Extracted entries:
━━━━━━━━━━━━━━━━━━━━━━━━━━━━━━

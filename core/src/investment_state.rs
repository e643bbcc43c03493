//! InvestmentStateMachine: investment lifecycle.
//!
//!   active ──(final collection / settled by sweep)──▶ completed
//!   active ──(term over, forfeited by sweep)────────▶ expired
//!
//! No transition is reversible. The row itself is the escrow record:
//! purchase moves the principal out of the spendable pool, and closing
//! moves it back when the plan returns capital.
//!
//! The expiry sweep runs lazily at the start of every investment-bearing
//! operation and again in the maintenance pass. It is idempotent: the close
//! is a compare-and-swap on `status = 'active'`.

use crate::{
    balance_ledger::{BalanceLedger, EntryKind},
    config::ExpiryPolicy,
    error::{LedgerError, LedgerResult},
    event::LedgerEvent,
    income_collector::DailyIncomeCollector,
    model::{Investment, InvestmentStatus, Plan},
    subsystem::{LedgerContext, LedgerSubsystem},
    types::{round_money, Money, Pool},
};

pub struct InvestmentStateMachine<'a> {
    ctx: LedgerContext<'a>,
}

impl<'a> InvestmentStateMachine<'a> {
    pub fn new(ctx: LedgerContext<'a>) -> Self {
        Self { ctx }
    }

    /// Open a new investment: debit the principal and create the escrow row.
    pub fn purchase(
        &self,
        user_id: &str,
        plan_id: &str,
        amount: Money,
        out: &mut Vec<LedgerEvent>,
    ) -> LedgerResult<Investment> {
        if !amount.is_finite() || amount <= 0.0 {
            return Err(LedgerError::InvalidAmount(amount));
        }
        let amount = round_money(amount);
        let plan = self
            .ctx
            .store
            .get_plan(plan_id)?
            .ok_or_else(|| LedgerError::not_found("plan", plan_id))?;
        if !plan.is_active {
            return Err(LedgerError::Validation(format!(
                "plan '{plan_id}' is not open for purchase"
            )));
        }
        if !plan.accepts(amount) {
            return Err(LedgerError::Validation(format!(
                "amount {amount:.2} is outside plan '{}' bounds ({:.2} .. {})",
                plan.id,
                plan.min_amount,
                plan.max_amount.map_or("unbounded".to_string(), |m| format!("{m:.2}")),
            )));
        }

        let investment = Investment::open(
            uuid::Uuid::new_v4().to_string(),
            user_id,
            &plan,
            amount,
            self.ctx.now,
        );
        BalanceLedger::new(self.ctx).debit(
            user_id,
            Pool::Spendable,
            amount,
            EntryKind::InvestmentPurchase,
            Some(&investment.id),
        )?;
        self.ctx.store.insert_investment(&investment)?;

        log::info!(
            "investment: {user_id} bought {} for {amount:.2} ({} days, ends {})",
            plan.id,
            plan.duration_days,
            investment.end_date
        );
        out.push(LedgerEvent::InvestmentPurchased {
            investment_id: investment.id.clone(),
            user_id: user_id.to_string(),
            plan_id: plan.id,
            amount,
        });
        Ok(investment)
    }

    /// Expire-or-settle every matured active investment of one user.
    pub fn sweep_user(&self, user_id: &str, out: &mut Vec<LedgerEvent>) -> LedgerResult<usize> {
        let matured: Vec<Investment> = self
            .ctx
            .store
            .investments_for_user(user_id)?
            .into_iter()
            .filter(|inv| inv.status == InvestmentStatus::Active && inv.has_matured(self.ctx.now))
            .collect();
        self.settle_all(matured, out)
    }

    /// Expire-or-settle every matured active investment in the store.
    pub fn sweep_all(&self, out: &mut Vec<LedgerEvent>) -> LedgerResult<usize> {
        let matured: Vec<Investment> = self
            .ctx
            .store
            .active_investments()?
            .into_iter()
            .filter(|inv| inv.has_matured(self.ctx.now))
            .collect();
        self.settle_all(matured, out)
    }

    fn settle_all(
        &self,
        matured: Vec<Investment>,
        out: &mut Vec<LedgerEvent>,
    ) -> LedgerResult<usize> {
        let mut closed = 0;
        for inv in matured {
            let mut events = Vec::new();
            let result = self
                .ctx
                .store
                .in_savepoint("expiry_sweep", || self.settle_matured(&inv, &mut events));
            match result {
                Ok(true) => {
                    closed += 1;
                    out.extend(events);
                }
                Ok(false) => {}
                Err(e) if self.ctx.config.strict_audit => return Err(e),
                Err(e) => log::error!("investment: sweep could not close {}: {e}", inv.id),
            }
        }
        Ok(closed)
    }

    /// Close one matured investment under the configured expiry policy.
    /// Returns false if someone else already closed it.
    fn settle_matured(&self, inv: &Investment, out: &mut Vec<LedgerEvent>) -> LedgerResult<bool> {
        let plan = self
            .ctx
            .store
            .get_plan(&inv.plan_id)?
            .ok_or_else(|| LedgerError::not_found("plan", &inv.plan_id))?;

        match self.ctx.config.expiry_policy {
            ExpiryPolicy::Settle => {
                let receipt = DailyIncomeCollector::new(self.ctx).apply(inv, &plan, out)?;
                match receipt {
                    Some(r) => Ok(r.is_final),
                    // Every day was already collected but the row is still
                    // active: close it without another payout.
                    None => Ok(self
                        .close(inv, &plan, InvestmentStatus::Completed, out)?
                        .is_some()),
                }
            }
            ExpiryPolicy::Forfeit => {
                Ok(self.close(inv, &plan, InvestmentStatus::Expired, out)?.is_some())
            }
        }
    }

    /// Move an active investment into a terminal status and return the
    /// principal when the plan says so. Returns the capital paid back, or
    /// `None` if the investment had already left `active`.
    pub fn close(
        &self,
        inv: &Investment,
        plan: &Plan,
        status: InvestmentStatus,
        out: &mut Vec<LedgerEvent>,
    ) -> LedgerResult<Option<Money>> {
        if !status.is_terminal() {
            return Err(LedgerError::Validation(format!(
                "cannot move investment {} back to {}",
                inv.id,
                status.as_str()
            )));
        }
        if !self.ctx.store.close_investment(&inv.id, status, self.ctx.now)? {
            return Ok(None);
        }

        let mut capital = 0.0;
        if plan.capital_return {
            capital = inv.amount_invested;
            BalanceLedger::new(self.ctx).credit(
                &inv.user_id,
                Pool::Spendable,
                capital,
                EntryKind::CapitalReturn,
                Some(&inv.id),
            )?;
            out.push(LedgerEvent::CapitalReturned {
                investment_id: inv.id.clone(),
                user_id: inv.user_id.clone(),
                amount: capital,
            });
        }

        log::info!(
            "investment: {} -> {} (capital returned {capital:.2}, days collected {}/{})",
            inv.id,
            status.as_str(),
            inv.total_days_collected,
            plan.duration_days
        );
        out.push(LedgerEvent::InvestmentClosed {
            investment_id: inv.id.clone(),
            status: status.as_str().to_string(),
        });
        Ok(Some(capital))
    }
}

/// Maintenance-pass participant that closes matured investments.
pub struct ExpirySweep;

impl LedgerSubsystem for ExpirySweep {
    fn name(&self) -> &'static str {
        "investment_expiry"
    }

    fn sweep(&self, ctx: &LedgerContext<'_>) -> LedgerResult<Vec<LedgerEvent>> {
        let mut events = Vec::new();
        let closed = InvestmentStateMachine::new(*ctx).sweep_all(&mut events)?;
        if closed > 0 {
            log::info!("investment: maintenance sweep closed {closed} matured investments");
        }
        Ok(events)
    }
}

━━━━━━━━━━━━━━━━━━━━━━━━━━━━━━

Task instructions: All of the records above should be copied exactly.

Answer section:
filename core/src/investment_state.rs
repository e643bbcc43c03493
//! InvestmentStateMachine: investment lifecycle.
//!
//!   active ──(final collection / settled by sweep)──▶ completed
//!   active ──(term over, forfeited by sweep)────────▶ expired
//!
//! No transition is reversible. The row itself is the escrow record:
//! purchase moves the principal out of the spendable pool, and closing
//! moves it back when the plan returns capital.
//!
//! The expiry sweep runs lazily at the start of every investment-bearing
//! operation and again in the maintenance pass. It is idempotent: the close
//! is a compare-and-swap on `status = 'active'`.

use crate::{
    balance_ledger::{BalanceLedger, EntryKind},
    config::ExpiryPolicy,
    error::{LedgerError, LedgerResult},
    event::LedgerEvent,
    income_collector::DailyIncomeCollector,
    model::{Investment, InvestmentStatus, Plan},
    subsystem::{LedgerContext, LedgerSubsystem},
    types::{round_money, Money, Pool},
};

pub struct InvestmentStateMachine<'a> {
    ctx: LedgerContext<'a>,
}

impl<'a> InvestmentStateMachine<'a> {
    pub fn new(ctx: LedgerContext<'a>) -> Self {
        Self { ctx }
    }

    /// Open a new investment: debit the principal and create the escrow row.
    pub fn purchase(
        &self,
        user_id: &str,
        plan_id: &str,
        amount: Money,
        out: &mut Vec<LedgerEvent>,
    ) -> LedgerResult<Investment> {
        if !amount.is_finite() || amount <= 0.0 {
            return Err(LedgerError::InvalidAmount(amount));
        }
        let amount = round_money(amount);
        let plan = self
            .ctx
            .store
            .get_plan(plan_id)?
            .ok_or_else(|| LedgerError::not_found("plan", plan_id))?;
        if !plan.is_active {
            return Err(LedgerError::Validation(format!(
                "plan '{plan_id}' is not open for purchase"
            )));
        }
        if !plan.accepts(amount) {
            return Err(LedgerError::Validation(format!(
                "amount {amount:.2} is outside plan '{}' bounds ({:.2} .. {})",
                plan.id,
                plan.min_amount,
                plan.max_amount.map_or("unbounded".to_string(), |m| format!("{m:.2}")),
            )));
        }

        let investment = Investment::open(
            uuid::Uuid::new_v4().to_string(),
            user_id,
            &plan,
            amount,
            self.ctx.now,
        );
        BalanceLedger::new(self.ctx).debit(
            user_id,
            Pool::Spendable,
            amount,
            EntryKind::InvestmentPurchase,
            Some(&investment.id),
        )?;
        self.ctx.store.insert_investment(&investment)?;

        log::info!(
            "investment: {user_id} bought {} for {amount:.2} ({} days, ends {})",
            plan.id,
            plan.duration_days,
            investment.end_date
        );
        out.push(LedgerEvent::InvestmentPurchased {
            investment_id: investment.id.clone(),
            user_id: user_id.to_string(),
            plan_id: plan.id,
            amount,
        });
        Ok(investment)
    }

    /// Expire-or-settle every matured active investment of one user.
    pub fn sweep_user(&self, user_id: &str, out: &mut Vec<LedgerEvent>) -> LedgerResult<usize> {
        let matured: Vec<Investment> = self
            .ctx
            .store
            .investments_for_user(user_id)?
            .into_iter()
            .filter(|inv| inv.status == InvestmentStatus::Active && inv.has_matured(self.ctx.now))
            .collect();
        self.settle_all(matured, out)
    }

    /// Expire-or-settle every matured active investment in the store.
    pub fn sweep_all(&self, out: &mut Vec<LedgerEvent>) -> LedgerResult<usize> {
        let matured: Vec<Investment> = self
            .ctx
            .store
            .active_investments()?
            .into_iter()
            .filter(|inv| inv.has_matured(self.ctx.now))
            .collect();
        self.settle_all(matured, out)
    }

    fn settle_all(
        &self,
        matured: Vec<Investment>,
        out: &mut Vec<LedgerEvent>,
    ) -> LedgerResult<usize> {
        let mut closed = 0;
        for inv in matured {
            let mut events = Vec::new();
            let result = self
                .ctx
                .store
                .in_savepoint("expiry_sweep", || self.settle_matured(&inv, &mut events));
            match result {
                Ok(true) => {
                    closed += 1;
                    out.extend(events);
                }
                Ok(false) => {}
                Err(e) if self.ctx.config.strict_audit => return Err(e),
                Err(e) => log::error!("investment: sweep could not close {}: {e}", inv.id),
            }
        }
        Ok(closed)
    }

    /// Close one matured investment under the configured expiry policy.
    /// Returns false if someone else already closed it.
    fn settle_matured(&self, inv: &Investment, out: &mut Vec<LedgerEvent>) -> LedgerResult<bool> {
        let plan = self
            .ctx
            .store
            .get_plan(&inv.plan_id)?
            .ok_or_else(|| LedgerError::not_found("plan", &inv.plan_id))?;

        match self.ctx.config.expiry_policy {
            ExpiryPolicy::Settle => {
                let receipt = DailyIncomeCollector::new(self.ctx).apply(inv, &plan, out)?;
                match receipt {
                    Some(r) => Ok(r.is_final),
                    // Every day was already collected but the row is still
                    // active: close it without another payout.
                    None => Ok(self
                        .close(inv, &plan, InvestmentStatus::Completed, out)?
                        .is_some()),
                }
            }
            ExpiryPolicy::Forfeit => {
                Ok(self.close(inv, &plan, InvestmentStatus::Expired, out)?.is_some())
            }
        }
    }

    /// Move an active investment into a terminal status and return the
    /// principal when the plan says so. Returns the capital paid back, or
    /// `None` if the investment had already left `active`.
    pub fn close(
        &self,
        inv: &Investment,
        plan: &Plan,
        status: InvestmentStatus,
        out: &mut Vec<LedgerEvent>,
    ) -> LedgerResult<Option<Money>> {
        if !status.is_terminal() {
            return Err(LedgerError::Validation(format!(
                "cannot move investment {} back to {}",
                inv.id,
                status.as_str()
            )));
        }
        if !self.ctx.store.close_investment(&inv.id, status, self.ctx.now)? {
            return Ok(None);
        }

        let mut capital = 0.0;
        if plan.capital_return {
            capital = inv.amount_invested;
            BalanceLedger::new(self.ctx).credit(
                &inv.user_id,
                Pool::Spendable,
                capital,
                EntryKind::CapitalReturn,
                Some(&inv.id),
            )?;
            out.push(LedgerEvent::CapitalReturned {
                investment_id: inv.id.clone(),
                user_id: inv.user_id.clone(),
                amount: capital,
            });
        }

        log::info!(
            "investment: {} -> {} (capital returned {capital:.2}, days collected {}/{})",
            inv.id,
            status.as_str(),
            inv.total_days_collected,
            plan.duration_days
        );
        out.push(LedgerEvent::InvestmentClosed {
            investment_id: inv.id.clone(),
            status: status.as_str().to_string(),
        });
        Ok(Some(capital))
    }
}

/// Maintenance-pass participant that closes matured investments.
pub struct ExpirySweep;

impl LedgerSubsystem for ExpirySweep {
    fn name(&self) -> &'static str {
        "investment_expiry"
    }

    fn sweep(&self, ctx: &LedgerContext<'_>) -> LedgerResult<Vec<LedgerEvent>> {
        let mut events = Vec::new();
        let closed = InvestmentStateMachine::new(*ctx).sweep_all(&mut events)?;
        if closed > 0 {
            log::info!("investment: maintenance sweep closed {closed} matured investments");
        }
        Ok(events)
    }
}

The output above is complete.